The concept of a blog - a web log used for sharing personal information in diary form on the web - was first identified and defined on the site by Watson Wyatt national intranet and employee portal leader Michael Rudnick in June 2004. "Wiki" didn't turn up until a year later in a report by Godfrey Parkin on an innovations in e-learning conference.
Thanks to the loyalty of its now 40,000-plus community, TrainingZone weathered the slump and documented the growth pains and spurts of e-learning, and the struggle by commercial learning management systems to be taken seriously in the corporate world. When we surveyed members about their favourite learning tools last year, Adobe's Creative Suite and Captivate tools (pretty much the industry's standard documentation and content development tools) blew away the competition from specialist learning management system (LMS) developers in terms of user numbers and their satisfaction with the products.
Education has often proved to be fertile ground for technology adoption and one of the more interesting developments here has been the rise of open source tools such as Moodle.
Unlike Tim's generation (and mine), the kids today are tech-savvy and have developed fierce hand-eye co-ordination and thumb dexterity through years of practice with GameBoys, PlayStations and mobile phones. Nik Kellingly, an experienced trainer now working for a Middle East software company, represents the new breed and shared his thoughts with the community about the Nintendo Wii and Microsoft's Xbox 360 games consoles in our Christmas gadget countdown.
Interactive games are second nature to the gamer generation, and so is the concept of 'user-generated content'. The question is no longer about whether YouTube and Facebook are suitable media for your in-house training materials and interactive simulations, but rather what's holding you back? It's a lot cheaper to let your in-house team loose on some of these projects than hiring an overpriced external agency, and you'll all have a lot of fun and gain a lot of new insights about training methodologies and techniques along the way.
There may well be a repetition of some of the amateurish excesses of the kind we saw in the early days of desktop publishing and website design, and there are bound to be painful scrapes and mistakes. But in time, these too will be recognised as learning experiences.
I'm something of a Johnny-come-lately to TrainingZone. As an editor of our sister site, AccountingWEB, I have worked alongside all of TrainingZone's editors – Tim Pickles, Stephanie Phillips, Ben Hawes, Claire Savage and Susie Finch - but have only made occasional contributions to the site. This year I have been asked to join in more actively with regular articles on the technology side of training.
I'm really looking forward to it, as the arrival of so called 'serious gaming', social networking sites and virtual worlds such as Second Life and mobile training have opened up amazing new possibilities for interactive technology.
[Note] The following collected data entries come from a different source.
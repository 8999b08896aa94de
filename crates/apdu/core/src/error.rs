//! Core error type for APDU operations

use crate::processor::ProcessorError;
use crate::response::error::ResponseError;
use crate::transport::TransportError;

/// Result type alias using the crate [`Error`]
pub type Result<T, E = Error> = std::result::Result<T, E>;

/// Core error type that encompasses all possible errors in the crate
#[derive(Debug, thiserror::Error)]
pub enum Error {
    /// Transport failure
    #[error(transparent)]
    Transport(#[from] TransportError),

    /// Malformed response
    #[error(transparent)]
    Response(#[from] ResponseError),

    /// Failure while processing a command (continuation, chaining)
    #[error(transparent)]
    Processor(#[from] ProcessorError),

    /// Invalid command length
    #[error("Invalid command length: {0}")]
    InvalidCommandLength(usize),
}

impl Error {
    /// Whether this error originated in the transport layer
    pub const fn is_transport(&self) -> bool {
        matches!(
            self,
            Self::Transport(_) | Self::Processor(ProcessorError::Transport(_))
        )
    }
}
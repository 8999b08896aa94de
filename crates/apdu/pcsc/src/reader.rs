//! Reader representation for PC/SC devices

use pcsc::{ReaderState, State};

/// Representation of a PC/SC card reader
#[derive(Debug, Clone, PartialEq, Eq)]
pub struct PcscReader {
    /// Name of the reader
    name: String,

    /// Whether a card is present
    has_card: bool,

    /// Answer To Reset of the card (if present)
    atr: Option<Vec<u8>>,
}

impl PcscReader {
    /// Create a new reader
    pub const fn new(name: String, has_card: bool, atr: Option<Vec<u8>>) -> Self {
        Self {
            name,
            has_card,
            atr,
        }
    }

    /// Get the reader name
    pub fn name(&self) -> &str {
        &self.name
    }

    /// Check if a card is present in the reader
    pub const fn has_card(&self) -> bool {
        self.has_card
    }

    /// Get the ATR of the card if present
    pub fn atr(&self) -> Option<&[u8]> {
        self.atr.as_deref()
    }

    /// Create a reader from a reader state
    pub(crate) fn from_reader_state(reader_state: &ReaderState) -> Self {
        let has_card = reader_state.event_state().contains(State::PRESENT)
            && !reader_state.event_state().contains(State::EMPTY);

        let atr = has_card.then(|| reader_state.atr().to_vec());

        Self {
            name: reader_state.name().to_string_lossy().into_owned(),
            has_card,
            atr,
        }
    }
}
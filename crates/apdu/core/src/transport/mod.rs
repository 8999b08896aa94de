//! Transport traits for APDU communication with cards
//!
//! A transport moves raw bytes between the host and one card in one reader.
//! It has no knowledge of command structure or protocol details such as
//! GET RESPONSE chaining; that lives in [`crate::processor`].

pub mod error;
#[cfg(any(test, feature = "mock"))]
pub mod mock;

use std::fmt;

use bytes::Bytes;
pub use error::TransportError;
use tracing::{debug, trace};

#[cfg(any(test, feature = "mock"))]
pub use mock::MockTransport;

/// Trait for basic card transports
pub trait CardTransport: Send + fmt::Debug {
    /// Send raw APDU bytes to card and return response bytes
    ///
    /// Logs both directions in hex at trace level and delegates to
    /// [`Self::do_transmit_raw`].
    fn transmit_raw(&mut self, command: &[u8]) -> Result<Bytes, TransportError> {
        trace!(command = %hex::encode_upper(command), "Transmitting raw command");
        let result = self.do_transmit_raw(command);
        match &result {
            Ok(response) => {
                trace!(response = %hex::encode_upper(response), "Received raw response");
            }
            Err(e) => {
                debug!(error = %e, "Transport error during transmission");
            }
        }
        result
    }

    /// Internal implementation of transmit_raw
    /// This is the method that concrete implementations should override
    fn do_transmit_raw(&mut self, command: &[u8]) -> Result<Bytes, TransportError>;

    /// Power the card on, or reset it if it is already powered
    fn power_on(&mut self) -> Result<(), TransportError>;

    /// Check if the transport is still attached to a present reader
    fn is_connected(&self) -> bool;

    /// Release the card. Further transmits fail until the next power on.
    fn close(&mut self);
}

impl<T: CardTransport + ?Sized> CardTransport for Box<T> {
    fn transmit_raw(&mut self, command: &[u8]) -> Result<Bytes, TransportError> {
        (**self).transmit_raw(command)
    }

    fn do_transmit_raw(&mut self, command: &[u8]) -> Result<Bytes, TransportError> {
        (**self).do_transmit_raw(command)
    }

    fn power_on(&mut self) -> Result<(), TransportError> {
        (**self).power_on()
    }

    fn is_connected(&self) -> bool {
        (**self).is_connected()
    }

    fn close(&mut self) {
        (**self).close()
    }
}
However, I don't plan to pontificate from on high. I want to get into the trenches and find out what's really happening on the front line. Have computer games or wikis penetrated your department? Or if they haven't, what are the barriers to adoption? And finally, if you have grappled with new technology and come up with a fresh and innovative approach or set of electronic materials, what about sharing your techniques with the rest of us? One of the things I am really looking forward to doing is preparing some step-by-step guides to explain how trainers have created a particular module or piece of training content.
Just as Tim Pickles set out to do 10 years ago, the whole ethos of TrainingZone is all about sharing experiences and ideas between community members.
John Stokdyk is the technology editor for the Sift Media portfolio.